Industry analyst Ben Smith of Houston's Chemical Market Associates Inc. consulting firm laid out that road map for the industry at his firm's World Petrochemical Conference, held March 20-21 in Houston.
Smith compared PC's growth with that of PET, another material that began its life as an engineering resin before crossing over to the commodity realm. At current growth rates, PC should be approaching commodity volumes by 2006, when global demand should approach 6.5 billion pounds.
Currently PC does not qualify as a commodity resin, since it's produced at lower volumes and has higher prices and performance values than commodity materials. But looming overcapacity, with 17 plants added since 1997 and 20 more set to arrive by 2006, could drive prices down.
North American prices dropped 10-15 percent in 2001, with industry sources indicating further erosion in the first quarter of this year. In some Asian markets, prices have dropped 50 percent since early 2000.
``With the increase in suppliers and the coming overcapacity, the levels at which a consumer will choose price over trademark will be firmly tested,'' Smith said.
Already, market leader GE Plastics has canceled or postponed expansions in Cartagena, Spain, and Burkville, Ala., because of lower growth rates. Global PC demand dropped about 7 percent in 2001, with regional sales in North America and Europe each down more than 10 percent.

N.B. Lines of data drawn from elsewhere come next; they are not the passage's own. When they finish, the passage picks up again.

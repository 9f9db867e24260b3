//! Analytics sink collaborator.
//!
//! Published pages report events through their inline tracking script. The
//! sink is fire-and-forget: recording never returns an error to the caller.

use chrono::{DateTime, NaiveDate, Utc};
use serde::{Deserialize, Serialize};
use serde_json::Value;
use std::cell::RefCell;
use std::collections::{BTreeMap, BTreeSet, HashMap};

const TOP_ELEMENTS: usize = 10;

#[derive(Debug, Clone, Copy, PartialEq, Eq, Hash, Serialize, Deserialize)]
#[serde(rename_all = "lowercase")]
pub enum AnalyticsEventType {
    Visit,
    Click,
    Scroll,
    Conversion,
}

#[derive(Debug, Clone, PartialEq, Serialize, Deserialize)]
#[serde(rename_all = "camelCase")]
pub struct AnalyticsEvent {
    #[serde(alias = "pageId")]
    pub document_id: String,
    pub event_type: AnalyticsEventType,
    pub timestamp: DateTime<Utc>,
    pub visitor_id: String,
    #[serde(default, skip_serializing_if = "Option::is_none")]
    pub details: Option<Value>,
}

impl AnalyticsEvent {
    /// What a click landed on: an explicit `buttonId`, else the link or
    /// button text, else its tag name.
    pub fn click_target(&self) -> Option<String> {
        let details = self.details.as_ref()?;
        ["buttonId", "text", "element"]
            .iter()
            .filter_map(|key| details.get(key).and_then(Value::as_str))
            .map(str::trim)
            .find(|value| !value.is_empty())
            .map(str::to_string)
    }
}

pub trait AnalyticsSink {
    fn record(&self, event: AnalyticsEvent);
}

#[derive(Debug, Clone, PartialEq, Serialize, Deserialize)]
#[serde(rename_all = "camelCase")]
pub struct DailyCount {
    pub date: NaiveDate,
    pub visits: u64,
    pub clicks: u64,
    pub conversions: u64,
}

#[derive(Debug, Clone, PartialEq, Eq, Serialize, Deserialize)]
#[serde(rename_all = "camelCase")]
pub struct ElementCount {
    pub element: String,
    pub count: u64,
}

#[derive(Debug, Clone, Default, PartialEq, Serialize, Deserialize)]
#[serde(rename_all = "camelCase")]
pub struct AnalyticsSummary {
    pub total_visits: u64,
    pub unique_visitors: u64,
    pub total_clicks: u64,
    pub total_conversions: u64,
    pub daily: Vec<DailyCount>,
    pub top_elements: Vec<ElementCount>,
}

/// Keeps every event in memory and aggregates on demand
#[derive(Debug, Default)]
pub struct MemoryAnalytics {
    events: RefCell<Vec<AnalyticsEvent>>,
}

impl MemoryAnalytics {
    pub fn new() -> Self {
        Self::default()
    }

    pub fn events(&self) -> Vec<AnalyticsEvent> {
        self.events.borrow().clone()
    }

    pub fn summary(&self, document_id: &str) -> AnalyticsSummary {
        let events = self.events.borrow();
        let mut summary = AnalyticsSummary::default();
        let mut visitors = BTreeSet::new();
        let mut daily: BTreeMap<NaiveDate, DailyCount> = BTreeMap::new();
        let mut clicked: HashMap<String, u64> = HashMap::new();

        for event in events.iter().filter(|e| e.document_id == document_id) {
            let date = event.timestamp.date_naive();
            let day = daily.entry(date).or_insert_with(|| DailyCount {
                date,
                visits: 0,
                clicks: 0,
                conversions: 0,
            });

            match event.event_type {
                AnalyticsEventType::Visit => {
                    summary.total_visits += 1;
                    day.visits += 1;
                    visitors.insert(event.visitor_id.as_str());
                }
                AnalyticsEventType::Click => {
                    summary.total_clicks += 1;
                    day.clicks += 1;
                    if let Some(target) = event.click_target() {
                        *clicked.entry(target).or_default() += 1;
                    }
                }
                AnalyticsEventType::Conversion => {
                    summary.total_conversions += 1;
                    day.conversions += 1;
                }
                AnalyticsEventType::Scroll => {}
            }
        }

        let mut top: Vec<ElementCount> = clicked
            .into_iter()
            .map(|(element, count)| ElementCount { element, count })
            .collect();
        top.sort_by(|a, b| b.count.cmp(&a.count).then_with(|| a.element.cmp(&b.element)));
        top.truncate(TOP_ELEMENTS);

        summary.unique_visitors = visitors.len() as u64;
        summary.daily = daily.into_values().collect();
        summary.top_elements = top;
        summary
    }
}

impl AnalyticsSink for MemoryAnalytics {
    fn record(&self, event: AnalyticsEvent) {
        self.events.borrow_mut().push(event);
    }
}

#[cfg(test)]
mod tests {
    use super::*;
    use chrono::TimeZone;
    use serde_json::json;

    fn event(
        event_type: AnalyticsEventType,
        visitor: &str,
        day: u32,
        details: Option<Value>,
    ) -> AnalyticsEvent {
        AnalyticsEvent {
            document_id: "page-1".to_string(),
            event_type,
            timestamp: Utc.with_ymd_and_hms(2024, 5, day, 10, 0, 0).unwrap(),
            visitor_id: visitor.to_string(),
            details,
        }
    }

    #[test]
    fn test_summary_counts() {
        let sink = MemoryAnalytics::new();
        sink.record(event(AnalyticsEventType::Visit, "a", 1, None));
        sink.record(event(AnalyticsEventType::Visit, "a", 1, None));
        sink.record(event(AnalyticsEventType::Visit, "b", 2, None));
        sink.record(event(
            AnalyticsEventType::Click,
            "a",
            2,
            Some(json!({ "element": "A", "text": "Get Started" })),
        ));
        sink.record(event(AnalyticsEventType::Conversion, "b", 2, None));
        sink.record(event(AnalyticsEventType::Scroll, "b", 2, None));

        let summary = sink.summary("page-1");
        assert_eq!(summary.total_visits, 3);
        assert_eq!(summary.unique_visitors, 2);
        assert_eq!(summary.total_clicks, 1);
        assert_eq!(summary.total_conversions, 1);
        assert_eq!(summary.daily.len(), 2);
        assert_eq!(summary.daily[0].visits, 2);
        assert_eq!(summary.daily[1].clicks, 1);
        assert_eq!(summary.top_elements[0].element, "Get Started");
    }

    #[test]
    fn test_top_elements_are_capped_and_ranked() {
        let sink = MemoryAnalytics::new();
        for i in 0..12 {
            for _ in 0..=i {
                sink.record(event(
                    AnalyticsEventType::Click,
                    "v",
                    1,
                    Some(json!({ "buttonId": format!("btn-{:02}", i) })),
                ));
            }
        }

        let top = sink.summary("page-1").top_elements;
        assert_eq!(top.len(), 10);
        assert_eq!(top[0], ElementCount { element: "btn-11".to_string(), count: 12 });
        assert_eq!(top[9].element, "btn-02");
    }

    #[test]
    fn test_other_documents_are_ignored() {
        let sink = MemoryAnalytics::new();
        sink.record(event(AnalyticsEventType::Visit, "a", 1, None));

        assert_eq!(sink.summary("page-2"), AnalyticsSummary::default());
    }

    #[test]
    fn test_event_accepts_legacy_page_id() {
        let event: AnalyticsEvent = serde_json::from_value(json!({
            "pageId": "p",
            "eventType": "click",
            "timestamp": "2024-05-01T10:00:00Z",
            "visitorId": "v",
            "details": { "element": "BUTTON", "text": "  " }
        }))
        .unwrap();

        assert_eq!(event.document_id, "p");
        assert_eq!(event.click_target().as_deref(), Some("BUTTON"));
    }
}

Demand in higher-end uses such as computers, electronics and cell phones tapered off, but sales into optical-media markets, including compact discs and digital video discs, were largely unscathed, with global production topping 10 billion discs in 2001.
Smith allowed that there are some factors that could prevent, or at least slow down, PC's commodity move. There is no large parallel market for consumption, as PET has with fiber. Also, PC can't be used practically in high-volume applications like soft drink bottles or lunch boxes. Those factors could keep prices relatively high.
In the short-term, PC demand looks to bounce back and post a single-digit increase in 2002, Smith said. An encouraging sign came from the DVD market, where fourth-quarter 2001 sales matched those of videotapes for the first time.
In market share, announced expansions from Bayer AG could move that firm past GE into the top spot in global PC capacity by 2006, although that could change if GE revives its expansion plans. Currently, GE holds 35 percent of global PC capacity, vs. Bayer's 30 percent, according to CMAI. Active expansions would lift Bayer to 33 percent and drop GE to 30 percent by 2006.